Latest Podcast Episodes

Edition 19: Coffeecast
12 Aug 2010 @ 07:50 am

Download audio file (Edition-19_-Coffeecast.mp3)
A Hackney cafe

The Third Wave of Coffee is pouring its way in to Hackney. Cafes such as the Penny University, Mouse & De Lotz and the Counter Cafe pride themselves in their artisan beverages, meticulously measuring the temperature of the milk and the pressure of their carefully groundbeans. But while this demand for the artisan cup might be a 21st-century phenomenon, coffee has a role in Hackney life that goes back to the age of the Enlightenment. Dr Matt Green takes us into the world of the 18th-century Hackney coffee house, a bustling social space but also a hub of news information. The substance they drank may have been served from cauldrons and tasted like soot, but this was the place for journalists to find stories on finance or religious dissent.

Ernesto Illy once said that it takes 55 prime beans to make the perfect espresso. The Hackney Podcast's resident philosopher Dr James Wilson ponders the question of taste, and what we might learn from both Illy and Scottish Enlightenment writer David Hume. Climpson & Sons of Broadway Market are clearly serious about their bean varietals; they even roast their own. We go behind the scenes to watch the process, and learn the art of latte preparation from staff at Wilton Way, Lemon Monkey and the Hackney Pearl. Meanwhile, two long-time residents of the borough remember the arrival in London during the 1950s of the Italian espresso bar, natural habitat to the British beatnik.

Our coffeecast ends with a specially recorded song by Rob Gallagher, former front man of Galliano. Also heard throughout the programme is Matthew Herbert's An Empire of Coffee, from the album Plat du Jour (Accidental Records), a project which tackles the "growing obsession with the international language of food and how almost every choice we are being asked to make about what we eat is laced with deadly compromises".

Historian: Dr Matt Green
Philosopher: Dr James Wilson
Bean roaster: Danny Davies of Climpson and Sons
Actor: Jonathan Hansler
Coffee shops featured: Climpson and Sons, Dalston Cafe, Hackney Pearl, Hoxton Cafe, Kingfisher Cafe, Lemon Monkey, Leos, Paulas, Towpath, Wilton Way
Interviews collected by Andrew Dickson, Joanna Lemonier, Felix Carey and Francesca Panetta
Producers: Felix Carey and Francesca Panetta
Music by Matthew Herbert, Rob Gallagher and Felix Carey

Edition 18: Night
8 Apr 2010 @ 05:31 am

Download audio file (Edition-18_-Night.mp3)

Blurry lights at night

Photo by Shehani Fernando

"Night in London is a brief period of infinite possibility" wrote the journalist and travel writer HV Morton in the 1920s, and nowhere is this truer than in Hackney, which from doors open till dawn chorus becomes an asphalt jungle for revellers, criminals, artists, lovers, all night eateries and taxi drivers.

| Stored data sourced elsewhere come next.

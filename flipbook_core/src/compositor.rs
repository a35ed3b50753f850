// Copyright 2026 the Flipbook Authors
// SPDX-License-Identifier: Apache-2.0 OR MIT

//! Frame and cursor compositing.
//!
//! Each cycle draws the shared frame over the whole render target with
//! blending disabled, then draws the cursor on top as a straight-alpha
//! textured quad. Cursor textures, views and vertex buffers live only for
//! the draw that uses them.

use kurbo::{Affine, Point, Rect};

use crate::backend::{BlendMode, DrawCall, GpuDevice, InitData, TextureDesc, TextureUsage};
use crate::cursor::{self, PointerState, Resolution};
use crate::error::{DeviceError, ResolveError};

/// Vertex layout shared by every quad: clip-space position and texture
/// coordinate.
#[repr(C)]
#[derive(Clone, Copy, Debug, PartialEq, bytemuck::Pod, bytemuck::Zeroable)]
pub struct Vertex {
    /// Clip-space position; `z` is always `0`.
    pub position: [f32; 3],
    /// Texture coordinate, origin at the top left.
    pub uv: [f32; 2],
}

impl Vertex {
    const fn new(x: f32, y: f32, u: f32, v: f32) -> Self {
        Self {
            position: [x, y, 0.0],
            uv: [u, v],
        }
    }
}

/// Vertices per quad (two triangles, no index buffer).
pub const QUAD_VERTEX_COUNT: u32 = 6;

/// Two triangles covering clip space (−1..1) with the texture upright.
pub const FULL_SCREEN_QUAD: [Vertex; 6] = [
    Vertex::new(-1.0, -1.0, 0.0, 1.0),
    Vertex::new(-1.0, 1.0, 0.0, 0.0),
    Vertex::new(1.0, -1.0, 1.0, 1.0),
    Vertex::new(1.0, -1.0, 1.0, 1.0),
    Vertex::new(-1.0, 1.0, 0.0, 0.0),
    Vertex::new(1.0, 1.0, 1.0, 0.0),
];

/// Builds the quad for a cursor occupying `rect` (desktop pixels) on a
/// desktop of the given size.
///
/// The desktop center is taken with integer division, so odd sizes map the
/// same way the display hardware's integer center does.
#[must_use]
#[expect(
    clippy::cast_possible_truncation,
    reason = "clip-space coordinates are small and f32 is the vertex format"
)]
pub fn cursor_quad(rect: Rect, desktop_width: u32, desktop_height: u32) -> [Vertex; 6] {
    let center_x = f64::from((desktop_width / 2).max(1));
    let center_y = f64::from((desktop_height / 2).max(1));
    // Desktop pixels to clip space, flipping y.
    let to_clip = Affine::new([1.0 / center_x, 0.0, 0.0, -1.0 / center_y, -1.0, 1.0]);

    let corner = |x: f64, y: f64, u: f32, v: f32| {
        let p = to_clip * Point::new(x, y);
        Vertex::new(p.x as f32, p.y as f32, u, v)
    };
    let bottom_left = corner(rect.x0, rect.y1, 0.0, 1.0);
    let top_left = corner(rect.x0, rect.y0, 0.0, 0.0);
    let bottom_right = corner(rect.x1, rect.y1, 1.0, 1.0);
    let top_right = corner(rect.x1, rect.y0, 1.0, 0.0);

    [
        bottom_left,
        top_left,
        bottom_right,
        bottom_right,
        top_left,
        top_right,
    ]
}

/// What happened to the cursor in a cycle.
#[derive(Clone, Debug, PartialEq, Eq)]
pub enum CursorOutcome {
    /// The pointer was not visible.
    NotVisible,
    /// The cursor lies entirely off the desktop.
    Hidden,
    /// The cursor was drawn at this desktop rectangle.
    Drawn {
        /// Left edge in desktop coordinates.
        left: i32,
        /// Top edge in desktop coordinates.
        top: i32,
        /// Width in pixels.
        width: u32,
        /// Height in pixels.
        height: u32,
    },
    /// The shape could not be resolved; the frame was presented without it.
    Dropped(ResolveError),
}

/// Draws into one render target for one cycle.
pub struct Compositor<'a, D: GpuDevice> {
    device: &'a mut D,
    frame: &'a D::Texture,
    target: &'a D::Texture,
}

impl<D: GpuDevice> core::fmt::Debug for Compositor<'_, D> {
    fn fmt(&self, f: &mut core::fmt::Formatter<'_>) -> core::fmt::Result {
        f.debug_struct("Compositor").finish_non_exhaustive()
    }
}

impl<'a, D: GpuDevice> Compositor<'a, D> {
    /// Creates a compositor drawing `frame` (and the cursor) into `target`.
    pub const fn new(device: &'a mut D, frame: &'a D::Texture, target: &'a D::Texture) -> Self {
        Self {
            device,
            frame,
            target,
        }
    }

    /// Copies the shared frame over the whole render target.
    pub fn draw_frame(&mut self) -> Result<(), DeviceError> {
        let view = self.device.create_view(self.frame)?;
        let vertices = self.device.create_vertex_buffer(&FULL_SCREEN_QUAD)?;
        self.device.draw(&DrawCall {
            target: self.target,
            source: &view,
            vertices: &vertices,
            vertex_count: QUAD_VERTEX_COUNT,
            blend: BlendMode::Opaque,
        })
    }

    /// Draws the pointer over the render target.
    ///
    /// Shape resolution failures are reported as [`CursorOutcome::Dropped`];
    /// failures creating or drawing the cursor resources are errors.
    pub fn draw_cursor(&mut self, pointer: &PointerState) -> Result<CursorOutcome, DeviceError> {
        if !pointer.visible {
            return Ok(CursorOutcome::NotVisible);
        }

        let (desktop_width, desktop_height) = self.device.texture_size(self.frame);
        let resolution = {
            let device = &mut *self.device;
            let frame = self.frame;
            cursor::resolve(pointer, desktop_width, desktop_height, |region| {
                device.read_region(frame, region)
            })
        };

        let (left, top, width, height, init) = match &resolution {
            Err(err) => return Ok(CursorOutcome::Dropped(*err)),
            Ok(Resolution::Hidden) => return Ok(CursorOutcome::Hidden),
            Ok(Resolution::PassThrough(region)) => (
                region.left,
                region.top,
                region.width,
                region.height,
                InitData {
                    bytes: &pointer.buffer,
                    row_pitch: pointer.shape.pitch,
                },
            ),
            Ok(Resolution::Resolved(image)) => (
                image.left,
                image.top,
                image.width,
                image.height,
                InitData {
                    bytes: bytemuck::cast_slice(&image.pixels),
                    row_pitch: image.pitch(),
                },
            ),
        };

        let texture = self.device.create_texture(
            &TextureDesc {
                width,
                height,
                usage: TextureUsage::Sampled,
            },
            init,
        )?;
        let view = self.device.create_view(&texture)?;
        let rect = Rect::new(
            f64::from(left),
            f64::from(top),
            f64::from(left) + f64::from(width),
            f64::from(top) + f64::from(height),
        );
        let vertices = self
            .device
            .create_vertex_buffer(&cursor_quad(rect, desktop_width, desktop_height))?;
        self.device.draw(&DrawCall {
            target: self.target,
            source: &view,
            vertices: &vertices,
            vertex_count: QUAD_VERTEX_COUNT,
            blend: BlendMode::StraightAlpha,
        })?;

        Ok(CursorOutcome::Drawn {
            left,
            top,
            width,
            height,
        })
    }
}

#[cfg(test)]
mod tests {
    use super::*;
    use crate::backend::{FenceWait, MappedImage, PixelBox, SharedHandle, TimelineFence};
    use crate::cursor::{ShapeInfo, ShapeKind};
    use crate::error::{Operation, Status};
    use alloc::vec;
    use alloc::vec::Vec;
    use core::time::Duration;

    #[derive(Debug)]
    struct NullFence;

    impl TimelineFence for NullFence {
        fn completed_value(&self) -> u64 {
            0
        }
        fn wait(&self, _: u64, _: Duration) -> Result<FenceWait, DeviceError> {
            Ok(FenceWait::Reached(0))
        }
        fn share(&self) -> Result<SharedHandle, DeviceError> {
            Ok(SharedHandle(0))
        }
    }

    /// Records uploads and draws instead of rendering.
    #[derive(Debug, Default)]
    struct RecordingDevice {
        uploads: Vec<(TextureDesc, Vec<u8>, u32)>,
        draws: Vec<(u32, Vec<Vertex>, BlendMode)>,
        reads: Vec<PixelBox>,
        fail: Option<Operation>,
        next_texture: u32,
    }

    impl RecordingDevice {
        fn check(&self, op: Operation) -> Result<(), DeviceError> {
            match self.fail {
                Some(fail) if fail == op => Err(DeviceError::new(op, Status::OutOfMemory)),
                _ => Ok(()),
            }
        }
    }

    impl GpuDevice for RecordingDevice {
        type Texture = (u32, u32, u32);
        type View = u32;
        type Buffer = Vec<Vertex>;
        type Fence = NullFence;

        fn texture_size(&self, texture: &Self::Texture) -> (u32, u32) {
            (texture.1, texture.2)
        }

        fn create_texture(
            &mut self,
            desc: &TextureDesc,
            init: InitData<'_>,
        ) -> Result<Self::Texture, DeviceError> {
            self.check(Operation::CreateTexture)?;
            self.next_texture += 1;
            self.uploads
                .push((*desc, init.bytes.to_vec(), init.row_pitch));
            Ok((100 + self.next_texture, desc.width, desc.height))
        }

        fn create_view(&mut self, texture: &Self::Texture) -> Result<Self::View, DeviceError> {
            self.check(Operation::CreateView)?;
            Ok(texture.0)
        }

        fn create_vertex_buffer(
            &mut self,
            vertices: &[Vertex],
        ) -> Result<Self::Buffer, DeviceError> {
            self.check(Operation::CreateBuffer)?;
            Ok(vertices.to_vec())
        }

        fn read_region(
            &mut self,
            _: &Self::Texture,
            region: PixelBox,
        ) -> Result<MappedImage, DeviceError> {
            self.check(Operation::ReadRegion)?;
            self.reads.push(region);
            Ok(MappedImage {
                pixels: vec![0xFF20_4060; (region.width() * region.height()) as usize],
                width: region.width(),
                height: region.height(),
                pitch: region.width(),
            })
        }

        fn draw(&mut self, call: &DrawCall<'_, Self>) -> Result<(), DeviceError> {
            self.check(Operation::Draw)?;
            self.draws
                .push((*call.source, call.vertices.clone(), call.blend));
            Ok(())
        }

        fn create_fence(&mut self, _: u64) -> Result<Self::Fence, DeviceError> {
            Ok(NullFence)
        }

        fn open_fence(&mut self, _: SharedHandle) -> Result<Self::Fence, DeviceError> {
            Ok(NullFence)
        }

        fn signal(&mut self, _: &Self::Fence, _: u64) -> Result<(), DeviceError> {
            Ok(())
        }

        fn flush(&mut self) {}
    }

    const FRAME: (u32, u32, u32) = (1, 1920, 1080);
    const TARGET: (u32, u32, u32) = (2, 1920, 1080);

    fn color_pointer(x: i32, y: i32) -> PointerState {
        PointerState {
            visible: true,
            x,
            y,
            shape: ShapeInfo {
                kind: ShapeKind::Color,
                width: 32,
                height: 32,
                pitch: 128,
            },
            buffer: vec![0xAB; 128 * 32],
        }
    }

    #[test]
    fn full_screen_quad_matches_desktop_sized_cursor() {
        let quad = cursor_quad(Rect::new(0.0, 0.0, 1920.0, 1080.0), 1920, 1080);
        assert_eq!(quad, FULL_SCREEN_QUAD);
    }

    #[test]
    fn cursor_quad_maps_pixels_to_clip_space() {
        let quad = cursor_quad(Rect::new(512.0, 256.0, 768.0, 384.0), 1024, 512);
        // Top left of the quad is the desktop center.
        assert_eq!(quad[1].position, [0.0, 0.0, 0.0]);
        assert_eq!(quad[0].position, [0.0, -0.5, 0.0]);
        assert_eq!(quad[5].position, [0.5, 0.0, 0.0]);
        assert_eq!(quad[2], quad[3]);
        assert_eq!(quad[1], quad[4]);
    }

    #[test]
    fn frame_draw_is_opaque_full_screen() {
        let mut device = RecordingDevice::default();
        Compositor::new(&mut device, &FRAME, &TARGET)
            .draw_frame()
            .unwrap();
        assert_eq!(device.draws.len(), 1);
        let (source, vertices, blend) = &device.draws[0];
        assert_eq!(*source, 1);
        assert_eq!(vertices.as_slice(), FULL_SCREEN_QUAD.as_slice());
        assert_eq!(*blend, BlendMode::Opaque);
    }

    #[test]
    fn color_cursor_uploads_shape_with_its_pitch() {
        let mut device = RecordingDevice::default();
        let pointer = color_pointer(100, 100);
        let outcome = Compositor::new(&mut device, &FRAME, &TARGET)
            .draw_cursor(&pointer)
            .unwrap();

        assert_eq!(
            outcome,
            CursorOutcome::Drawn {
                left: 100,
                top: 100,
                width: 32,
                height: 32
            }
        );
        assert!(device.reads.is_empty());
        let (desc, bytes, pitch) = &device.uploads[0];
        assert_eq!((desc.width, desc.height, *pitch), (32, 32, 128));
        assert_eq!(bytes, &pointer.buffer);
        let (_, vertices, blend) = &device.draws[0];
        assert_eq!(*blend, BlendMode::StraightAlpha);
        assert_eq!(
            vertices.as_slice(),
            cursor_quad(Rect::new(100.0, 100.0, 132.0, 132.0), 1920, 1080).as_slice()
        );
    }

    #[test]
    fn monochrome_cursor_uploads_resolved_image() {
        let mut device = RecordingDevice::default();
        let pointer = PointerState {
            visible: true,
            x: -5,
            y: 1070,
            shape: ShapeInfo {
                kind: ShapeKind::Monochrome,
                width: 16,
                height: 32,
                pitch: 2,
            },
            buffer: vec![0xFF; 64],
        };
        let outcome = Compositor::new(&mut device, &FRAME, &TARGET)
            .draw_cursor(&pointer)
            .unwrap();

        assert_eq!(
            outcome,
            CursorOutcome::Drawn {
                left: 0,
                top: 1070,
                width: 11,
                height: 10
            }
        );
        assert_eq!(device.reads, [PixelBox::from_origin_size(0, 1070, 11, 10)]);
        let (desc, bytes, pitch) = &device.uploads[0];
        assert_eq!((desc.width, desc.height, *pitch), (11, 10, 44));
        assert_eq!(bytes.len(), 11 * 10 * 4);
    }

    #[test]
    fn hidden_pointer_draws_nothing() {
        let mut device = RecordingDevice::default();
        let mut pointer = color_pointer(0, 0);
        pointer.visible = false;
        let outcome = Compositor::new(&mut device, &FRAME, &TARGET)
            .draw_cursor(&pointer)
            .unwrap();
        assert_eq!(outcome, CursorOutcome::NotVisible);
        assert!(device.uploads.is_empty());
        assert!(device.draws.is_empty());
    }

    #[test]
    fn background_failure_drops_only_the_cursor() {
        let mut device = RecordingDevice {
            fail: Some(Operation::ReadRegion),
            ..RecordingDevice::default()
        };
        let mut pointer = color_pointer(10, 10);
        pointer.shape.kind = ShapeKind::MaskedColor;
        let outcome = Compositor::new(&mut device, &FRAME, &TARGET)
            .draw_cursor(&pointer)
            .unwrap();
        assert!(matches!(
            outcome,
            CursorOutcome::Dropped(ResolveError::Background(_))
        ));
        assert!(device.draws.is_empty());
    }

    #[test]
    fn cursor_texture_failure_is_an_error() {
        let mut device = RecordingDevice {
            fail: Some(Operation::CreateTexture),
            ..RecordingDevice::default()
        };
        let err = Compositor::new(&mut device, &FRAME, &TARGET)
            .draw_cursor(&color_pointer(10, 10))
            .unwrap_err();
        assert_eq!(err.op, Operation::CreateTexture);
        assert!(device.draws.is_empty());
    }
}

In the latest and most extensive in a series of themed editions, the Hackney Podcast brings you a night in the life of this 24-hour borough through the words of its inhabitants, as we meet Mare Street's moonlight bookseller, skirt the edges of a Dalston stabbing, rescue a lost and disillusioned party-goer, feast on a Turkish spread at Somine, trail a Homerton rubbish truck, and greet dawn with the street traders of Broadway Market. Along the way we hear readings from HV Morton and commentary from Night Haunts author Sukhdev Sandhu, helping to reveal some of the strange allurement of the dark unknown.

Interviews: Francesca Panetta, Andrew Dickson, Elisha Sessions, Gregg Morgan
Readings: Frank Burnet
Music: Felix Carey, Bryan Kerr, Ruaridh Law, Shane Solanki
Sound and Mix: Felix Carey
Producer: Francesca Panetta

Edition 17: Buses
14 Feb 2010 @ 08:08 am

photo by Felix Carey

Hackney depends on buses. With no tubes, they're how we get around. But what do you do while you're on the bus? Read, eye up the guy opposite? Is it a space for reflection? Or just irritation? Hackney's bus riders tell us. We hear from Alfie Dennen about his Bus-Tops project, from Anthony Morris the bus mechanic who keeps the wheels turning behind the scenes and from driver Pauline Jacobs and passenger Carole Allen who helped deliver a baby on the 394 last year. Plus bus-themed performances from poet Michael Rosen and musician Earl Zinger.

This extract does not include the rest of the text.